Cap. 14

838 121 78
                                    

Eu vejo aquele olhar em seus olhos
Que me faz ficar cego
Me cortam profundamente, estes segredos e mentiras
Tempestade no silêncio

Sinta a fúria se fechando
Somos irmãs se esgotando
Nenhum lugar para correr de todo esse estrago
Nenhum lugar para se esconder de toda essa loucura

Ruelle – Madness

◈◇◈

Eu ainda estava com mais sono do que jamais pensara ser possível quando, depois de muito esforço, abri os olhos e me sentei.

Demorou alguns poucos segundos até que eu sentisse que havia alguma coisa errada, e mais alguns até que eu percebesse o que era.

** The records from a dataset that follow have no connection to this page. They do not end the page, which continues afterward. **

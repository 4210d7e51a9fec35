//! Method dispatch: the single place that routes an RPC method name to a
//! pipeline or LLM-client operation. Both the `/rpc` envelope and the plain
//! REST aliases call through [`dispatch`] so there is exactly one dispatch
//! table, mirroring the teacher's `handle_request` match-on-method pattern.

use serde_json::{json, Value};
use tokio_util::sync::CancellationToken;

use nlq_core::pipeline::{GenerateAndRunRequest, Pipeline};
use nlq_core::prompt::{DeltaBlock, DeltaPriority, PromptComposer};

use crate::protocol::types::JsonRpcError;
use crate::state::AppState;

pub async fn dispatch(method: &str, params: Option<Value>, state: &AppState) -> Result<Value, JsonRpcError> {
    match method {
        "generate_and_run" => generate_and_run(params, state).await,
        "embed" => embed(params, state).await,
        "embed_batch" => embed_batch(params, state).await,
        "repair_sql" => repair_sql(params, state).await,
        "invalidate_cache" => invalidate_cache(params, state).await,
        "health" => health(state).await,
        other => Err(JsonRpcError::method_not_found(other)),
    }
}

fn params_or_missing(params: Option<Value>) -> Result<Value, JsonRpcError> {
    params.ok_or_else(|| JsonRpcError::invalid_params("params object is required"))
}

async fn generate_and_run(params: Option<Value>, state: &AppState) -> Result<Value, JsonRpcError> {
    let params = params_or_missing(params)?;
    let request: GenerateAndRunRequest = serde_json::from_value(params)
        .map_err(|e| JsonRpcError::invalid_params(&e.to_string()))?;
    if request.question.trim().is_empty() {
        return Err(JsonRpcError::invalid_params("question must not be empty"));
    }

    let catalog = state
        .catalog(&request.database_id)
        .await
        .map_err(|e| JsonRpcError::internal_error(&e.to_string()))?;

    let pipeline = Pipeline::new(&state.pool, &state.llm, &state.config);
    let response = pipeline
        .generate_and_run(&catalog, request, CancellationToken::new())
        .await;
    serde_json::to_value(response).map_err(|e| JsonRpcError::internal_error(&e.to_string()))
}

#[derive(serde::Deserialize)]
struct EmbedParams {
    text: String,
    #[serde(default)]
    model: Option<String>,
}

async fn embed(params: Option<Value>, state: &AppState) -> Result<Value, JsonRpcError> {
    let params = params_or_missing(params)?;
    let request: EmbedParams = serde_json::from_value(params)
        .map_err(|e| JsonRpcError::invalid_params(&e.to_string()))?;
    let embedding = state
        .llm
        .embed(&request.text)
        .await
        .map_err(|e| JsonRpcError::internal_error(&e.to_string()))?;
    let dimensions = embedding.len();
    Ok(json!({
        "embedding": embedding,
        "model": request.model.unwrap_or_else(|| state.config.llm.embed_model.clone()),
        "dimensions": dimensions,
    }))
}

#[derive(serde::Deserialize)]
struct EmbedBatchParams {
    texts: Vec<String>,
    #[serde(default)]
    model: Option<String>,
}

async fn embed_batch(params: Option<Value>, state: &AppState) -> Result<Value, JsonRpcError> {
    let params = params_or_missing(params)?;
    let request: EmbedBatchParams = serde_json::from_value(params)
        .map_err(|e| JsonRpcError::invalid_params(&e.to_string()))?;

    let model = request.model.unwrap_or_else(|| state.config.llm.embed_model.clone());
    let mut results = Vec::with_capacity(request.texts.len());
    for text in &request.texts {
        let embedding = state
            .llm
            .embed(text)
            .await
            .map_err(|e| JsonRpcError::internal_error(&e.to_string()))?;
        let dimensions = embedding.len();
        results.push(json!({ "embedding": embedding, "model": model, "dimensions": dimensions }));
    }
    Ok(Value::Array(results))
}

#[derive(serde::Deserialize)]
struct RepairSqlParams {
    question: String,
    database_id: String,
    previous_sql: String,
    attempt: u32,
    #[serde(default)]
    max_attempts: Option<u32>,
    #[serde(default)]
    validator_issues: Option<Vec<String>>,
    #[serde(default)]
    postgres_error: Option<String>,
    #[serde(default)]
    semantic_issues: Option<Vec<String>>,
    #[serde(default)]
    schema_context: Option<nlq_core::schema::packet::SchemaContextPacket>,
}

/// Out-of-band repair entry point: a caller that already ran its own
/// generation and validation hands us the failure context, and we
/// re-generate once with that context folded into the prompt as a delta
/// block, reusing the same structural/semantic/planner gate the main
/// pipeline uses rather than trusting the caller's SQL directly.
async fn repair_sql(params: Option<Value>, state: &AppState) -> Result<Value, JsonRpcError> {
    let params = params_or_missing(params)?;
    let request: RepairSqlParams = serde_json::from_value(params)
        .map_err(|e| JsonRpcError::invalid_params(&e.to_string()))?;

    let packet = match request.schema_context {
        Some(packet) => packet,
        None => {
            let catalog = state
                .catalog(&request.database_id)
                .await
                .map_err(|e| JsonRpcError::internal_error(&e.to_string()))?;
            let retriever = nlq_core::retrieval::Retriever::new(&catalog, &state.llm)
                .with_config(nlq_core::retrieval::RetrievalConfig::from(&state.config.retrieval));
            retriever
                .retrieve(uuid::Uuid::new_v4(), &request.database_id, &request.question)
                .await
                .map_err(|e| JsonRpcError::internal_error(&e.to_string()))?
        }
    };

    let mut notes = vec![format!("Previous attempt (#{}): {}", request.attempt, request.previous_sql)];
    if let Some(issues) = &request.validator_issues {
        notes.push(format!("Validator issues: {}", issues.join("; ")));
    }
    if let Some(err) = &request.postgres_error {
        notes.push(format!("Postgres error: {}", err));
    }
    if let Some(issues) = &request.semantic_issues {
        notes.push(format!("Semantic issues: {}", issues.join("; ")));
    }
    let deltas = vec![DeltaBlock { priority: DeltaPriority::Structural, text: notes.join("\n") }];
    let prompt = PromptComposer::compose_with_format(&packet, deltas, state.config.prompt.join_hint_format);

    let generator = nlq_core::generator::Generator::new(&state.llm);
    let max_attempts = request.max_attempts.unwrap_or(state.config.repair.max_attempts);
    let candidate = generator
        .generate_one(&prompt)
        .await
        .map_err(|e| JsonRpcError::internal_error(&e.to_string()))?;

    let max_rows = state.config.executor.max_rows_cap;
    let (issues, rewritten_sql) =
        nlq_core::validate::structural::validate_structural(&candidate.sql, &packet, &state.config.structural, max_rows);
    let recoverable = !issues.is_empty() && request.attempt < max_attempts;

    Ok(json!({
        "query_id": uuid::Uuid::new_v4(),
        "sql_generated": rewritten_sql,
        "confidence_score": candidate.confidence,
        "tables_selected": packet.table_names(),
        "error": if issues.is_empty() {
            None
        } else {
            Some(json!({
                "type": "structural",
                "message": issues.iter().map(|i| i.to_string()).collect::<Vec<_>>().join("; "),
                "recoverable": recoverable,
            }))
        },
    }))
}

#[derive(serde::Deserialize)]
struct InvalidateCacheParams {
    database_id: String,
}

async fn invalidate_cache(params: Option<Value>, state: &AppState) -> Result<Value, JsonRpcError> {
    let params = params_or_missing(params)?;
    let request: InvalidateCacheParams = serde_json::from_value(params)
        .map_err(|e| JsonRpcError::invalid_params(&e.to_string()))?;
    state.invalidate(&request.database_id).await;
    Ok(json!({ "invalidated": true }))
}

async fn health(state: &AppState) -> Result<Value, JsonRpcError> {
    let llm_reachable = state.llm.health_check().await;
    let db_reachable = sqlx::query("SELECT 1").execute(&state.pool).await.is_ok();
    let status = if llm_reachable && db_reachable { "healthy" } else { "degraded" };
    Ok(json!({
        "status": status,
        "llm_reachable": llm_reachable,
        "version": env!("CARGO_PKG_VERSION"),
    }))
}
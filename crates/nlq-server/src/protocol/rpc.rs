//! `POST /rpc`: the JSON-RPC 2.0 envelope over [`crate::dispatch::dispatch`].

use std::sync::Arc;

use axum::extract::State;
use axum::Json;

use super::types::{JsonRpcRequest, JsonRpcResponse, JSONRPC_VERSION};
use crate::dispatch::dispatch;
use crate::state::AppState;

pub async fn handle(State(state): State<Arc<AppState>>, Json(request): Json<JsonRpcRequest>) -> Json<JsonRpcResponse> {
    if request.jsonrpc != JSONRPC_VERSION {
        return Json(JsonRpcResponse::error(
            request.id,
            super::types::JsonRpcError::invalid_params("jsonrpc must be \"2.0\""),
        ));
    }

    match dispatch(&request.method, request.params, &state).await {
        Ok(result) => Json(JsonRpcResponse::success(request.id, result)),
        Err(error) => Json(JsonRpcResponse::error(request.id, error)),
    }
}
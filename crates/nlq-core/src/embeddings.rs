//! Embedding vector type and similarity math shared by the retriever and
//! the catalog's dense index. The vectors themselves come from the remote
//! LLM endpoint via [`crate::llm::LlmClient`]; this module only knows how
//! to compare them.

use serde::{Deserialize, Serialize};
use thiserror::Error;

#[derive(Debug, Error)]
#[non_exhaustive]
pub enum EmbeddingError {
    #[error("embedding request failed: {0}")]
    RequestFailed(String),
    #[error("embedding endpoint returned an empty vector")]
    Empty,
    #[error("invalid input: {0}")]
    InvalidInput(String),
}

#[derive(Debug, Clone, Serialize, Deserialize, PartialEq)]
pub struct Embedding {
    pub vector: Vec<f32>,
    pub dimensions: usize,
}

impl Embedding {
    pub fn new(vector: Vec<f32>) -> Self {
        let dimensions = vector.len();
        Self { vector, dimensions }
    }

    pub fn cosine_similarity(&self, other: &Embedding) -> f32 {
        cosine_similarity(&self.vector, &other.vector)
    }

    pub fn is_normalized(&self) -> bool {
        let norm: f32 = self.vector.iter().map(|v| v * v).sum::<f32>().sqrt();
        (norm - 1.0).abs() < 1e-3
    }
}

pub fn cosine_similarity(a: &[f32], b: &[f32]) -> f32 {
    if a.len() != b.len() || a.is_empty() {
        return 0.0;
    }
    let dot = dot_product(a, b);
    let norm_a = a.iter().map(|v| v * v).sum::<f32>().sqrt();
    let norm_b = b.iter().map(|v| v * v).sum::<f32>().sqrt();
    if norm_a == 0.0 || norm_b == 0.0 {
        return 0.0;
    }
    dot / (norm_a * norm_b)
}

pub fn dot_product(a: &[f32], b: &[f32]) -> f32 {
    a.iter().zip(b.iter()).map(|(x, y)| x * y).sum()
}

pub fn euclidean_distance(a: &[f32], b: &[f32]) -> f32 {
    a.iter()
        .zip(b.iter())
        .map(|(x, y)| (x - y).powi(2))
        .sum::<f32>()
        .sqrt()
}

#[cfg(test)]
mod tests {
    use super::*;

    #[test]
    fn identical_vectors_have_similarity_one() {
        let a = Embedding::new(vec![1.0, 0.0, 0.0]);
        let b = Embedding::new(vec![1.0, 0.0, 0.0]);
        assert!((a.cosine_similarity(&b) - 1.0).abs() < 1e-6);
    }

    #[test]
    fn orthogonal_vectors_have_similarity_zero() {
        let a = Embedding::new(vec![1.0, 0.0]);
        let b = Embedding::new(vec![0.0, 1.0]);
        assert!(a.cosine_similarity(&b).abs() < 1e-6);
    }

    #[test]
    fn mismatched_dimensions_yield_zero_similarity() {
        assert_eq!(cosine_similarity(&[1.0, 0.0], &[1.0, 0.0, 0.0]), 0.0);
    }

    #[test]
    fn zero_vector_yields_zero_similarity_not_nan() {
        let sim = cosine_similarity(&[0.0, 0.0], &[1.0, 1.0]);
        assert_eq!(sim, 0.0);
    }
}
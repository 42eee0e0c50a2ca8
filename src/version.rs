//! The version engine: resolves repository facts once and formats them.

use crate::domain::{BranchContext, Granularity, TagVersion};
use crate::error::{FactQuery, Result, VersionError};
use crate::git::Repository;
use crate::options::{ResolvedOptions, VersionOptions};

/// A version derived from repository facts and formatting options.
///
/// Facts are queried eagerly in [`Version::new`]; afterwards the accessors
/// are pure string formatting over the held state. The only mutation is
/// through the `inc_*` methods, which never touch the repository.
#[derive(Debug, Clone, PartialEq, Eq)]
pub struct Version {
    options: ResolvedOptions,
    branch: String,
    commit: String,
    committish: String,
    tag: TagVersion,
}

impl Version {
    /// Resolve the facts of `repo` under the merged `opts`.
    ///
    /// Fragments are applied in order, later ones winning per field. Any
    /// failing query aborts construction.
    pub fn new<R>(repo: &R, opts: &[VersionOptions]) -> Result<Self>
    where
        R: Repository + ?Sized,
    {
        let options = ResolvedOptions::merge(opts);

        let branches = repo
            .branches()
            .map_err(|e| VersionError::provider(FactQuery::Branches, e))?;
        let commit = repo
            .commit()
            .map_err(|e| VersionError::provider(FactQuery::Commit, e))?;
        let committish = repo
            .committish()
            .map_err(|e| VersionError::provider(FactQuery::Committish, e))?;
        let raw_tag = repo
            .tag()
            .map_err(|e| VersionError::provider(FactQuery::Tag, e))?;

        let branch = match branches.into_iter().next() {
            Some(branch) => branch,
            None => match &options.default_branch {
                Some(default_branch) => {
                    tracing::debug!(branch = %default_branch, "no branch at HEAD, using default");
                    default_branch.clone()
                }
                None => return Err(VersionError::UndeterminedBranch),
            },
        };

        let tag = TagVersion::parse(&raw_tag)?;

        tracing::debug!(
            branch = %branch,
            commit = %commit,
            committish = %committish,
            tag = %tag,
            master = %options.master,
            "resolved repository facts"
        );

        Ok(Version {
            options,
            branch,
            commit,
            committish,
            tag,
        })
    }

    /// Major version, e.g. `v1`
    pub fn major(&self) -> String {
        self.format(Granularity::Major)
    }

    /// Minor version, e.g. `v1.2`
    pub fn minor(&self) -> String {
        self.format(Granularity::Minor)
    }

    /// Patch version, e.g. `v1.2.3`
    pub fn patch(&self) -> String {
        self.format(Granularity::Patch)
    }

    /// Format the version at the given granularity.
    ///
    /// Off the release branch, without `semver`, this is just the branch
    /// name. Otherwise it is the numeric version followed by an optional
    /// `-<branch>{+|-}<committish>` block.
    pub fn format(&self, granularity: Granularity) -> String {
        let context = BranchContext::new(self.branch.as_str(), &self.options.master);
        if context.reports_name_only(self.options.semver) {
            return context.name;
        }

        let level = if self.options.full {
            Granularity::Patch
        } else {
            granularity
        };
        let mut version = self.tag.render(level);

        if self.options.branch || self.options.revision {
            version.push('-');
        }
        if self.options.branch {
            version.push_str(&self.branch);
        }
        if self.options.revision {
            version.push(if self.options.docker { '-' } else { '+' });
            version.push_str(&self.committish);
        }

        version
    }

    /// Increment major, resetting minor and patch
    pub fn inc_major(&mut self) {
        self.tag.bump(Granularity::Major);
    }

    /// Increment minor, resetting patch
    pub fn inc_minor(&mut self) {
        self.tag.bump(Granularity::Minor);
    }

    /// Increment patch
    pub fn inc_patch(&mut self) {
        self.tag.bump(Granularity::Patch);
    }

    /// Increment the component at `granularity`
    pub fn increment(&mut self, granularity: Granularity) {
        self.tag.bump(granularity);
    }

    pub fn branch(&self) -> &str {
        &self.branch
    }

    pub fn commit(&self) -> &str {
        &self.commit
    }

    pub fn committish(&self) -> &str {
        &self.committish
    }

    pub fn tag(&self) -> TagVersion {
        self.tag
    }

    pub fn options(&self) -> &ResolvedOptions {
        &self.options
    }
}

#[cfg(test)]
mod tests {
    use super::*;
    use crate::git::MockRepository;

    const COMMIT: &str = "d28fbcea1e82ef9bd117fa07a7664032df8437b1";

    fn fixture() -> MockRepository {
        MockRepository::with_facts("master", COMMIT, "d28fbce", "v1.2.3")
    }

    #[test]
    fn test_default_options() {
        let v = Version::new(&fixture(), &[]).unwrap();
        assert_eq!(v.major(), "v1");
        assert_eq!(v.minor(), "v1.2");
        assert_eq!(v.patch(), "v1.2.3");
        assert_eq!(v.branch(), "master");
        assert_eq!(v.commit(), COMMIT);
        assert_eq!(v.committish(), "d28fbce");
        assert_eq!(v.tag(), TagVersion::new(1, 2, 3));
    }

    #[test]
    fn test_options_reflect_merged_fragments() {
        let opts = [
            VersionOptions::new().with_master("main").with_branch(true),
            VersionOptions::new().with_branch(false).with_default_branch(""),
        ];
        let v = Version::new(&fixture(), &opts).unwrap();
        assert_eq!(v.options().master, "main");
        assert!(!v.options().branch);
        assert_eq!(v.options().default_branch, None);
    }

    #[test]
    fn test_accessors_are_idempotent() {
        let opts = [VersionOptions::new().with_branch(true).with_revision(true)];
        let v = Version::new(&fixture(), &opts).unwrap();
        assert_eq!(v.patch(), v.patch());
        assert_eq!(v.patch(), "v1.2.3-master+d28fbce");
    }

    #[test]
    fn test_revision_only_suffix() {
        let opts = [VersionOptions::new().with_revision(true)];
        let v = Version::new(&fixture(), &opts).unwrap();
        assert_eq!(v.patch(), "v1.2.3-+d28fbce");

        let opts = [VersionOptions::new().with_revision(true).with_docker(true)];
        let v = Version::new(&fixture(), &opts).unwrap();
        assert_eq!(v.patch(), "v1.2.3--d28fbce");
    }

    #[test]
    fn test_docker_without_revision_has_no_effect() {
        let opts = [VersionOptions::new().with_branch(true).with_docker(true)];
        let v = Version::new(&fixture(), &opts).unwrap();
        assert_eq!(v.minor(), "v1.2-master");
    }

    #[test]
    fn test_full_prints_stored_components() {
        let opts = [VersionOptions::new().with_full(true)];
        let v = Version::new(&fixture(), &opts).unwrap();
        assert_eq!(v.major(), "v1.2.3");
        assert_eq!(v.minor(), "v1.2.3");
        assert_eq!(v.patch(), "v1.2.3");
    }

    #[test]
    fn test_increment_dispatch() {
        let mut v = Version::new(&fixture(), &[]).unwrap();
        v.increment(Granularity::Minor);
        assert_eq!(v.tag(), TagVersion::new(1, 3, 0));
        v.increment(Granularity::Patch);
        assert_eq!(v.tag(), TagVersion::new(1, 3, 1));
        v.increment(Granularity::Major);
        assert_eq!(v.tag(), TagVersion::new(2, 0, 0));
    }

    #[test]
    fn test_increment_does_not_requery() {
        let mut repo = fixture();
        let mut v = Version::new(&repo, &[]).unwrap();
        repo.set_tag("v9.9.9");
        v.inc_patch();
        assert_eq!(v.patch(), "v1.2.4");
    }
}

Cocei meus olhos que ardiam por conta da sonolência, em seguida encarando com um susto as minhas próprias mãos.

Estavam pequenas demais, como mãozinhas de criança, e também estavam sujas e com as unhas quebradas e as pontas dos dedos manchadas com sangue seco.

Ao olhar mais ao longe, entendi o porquê: em uma pequena portinha que quase se camuflava no chão de madeira, haviam inúmeras marcas de arranhões e rastros de sangue por todos os lados. Era horrível e fazia meus dedos latejarem somente por lembrar, de algum lugar bem fundo daquela mente que não me pertencia, sobre o que havia acontecido para aquela sujeira toda ter ido parar ali.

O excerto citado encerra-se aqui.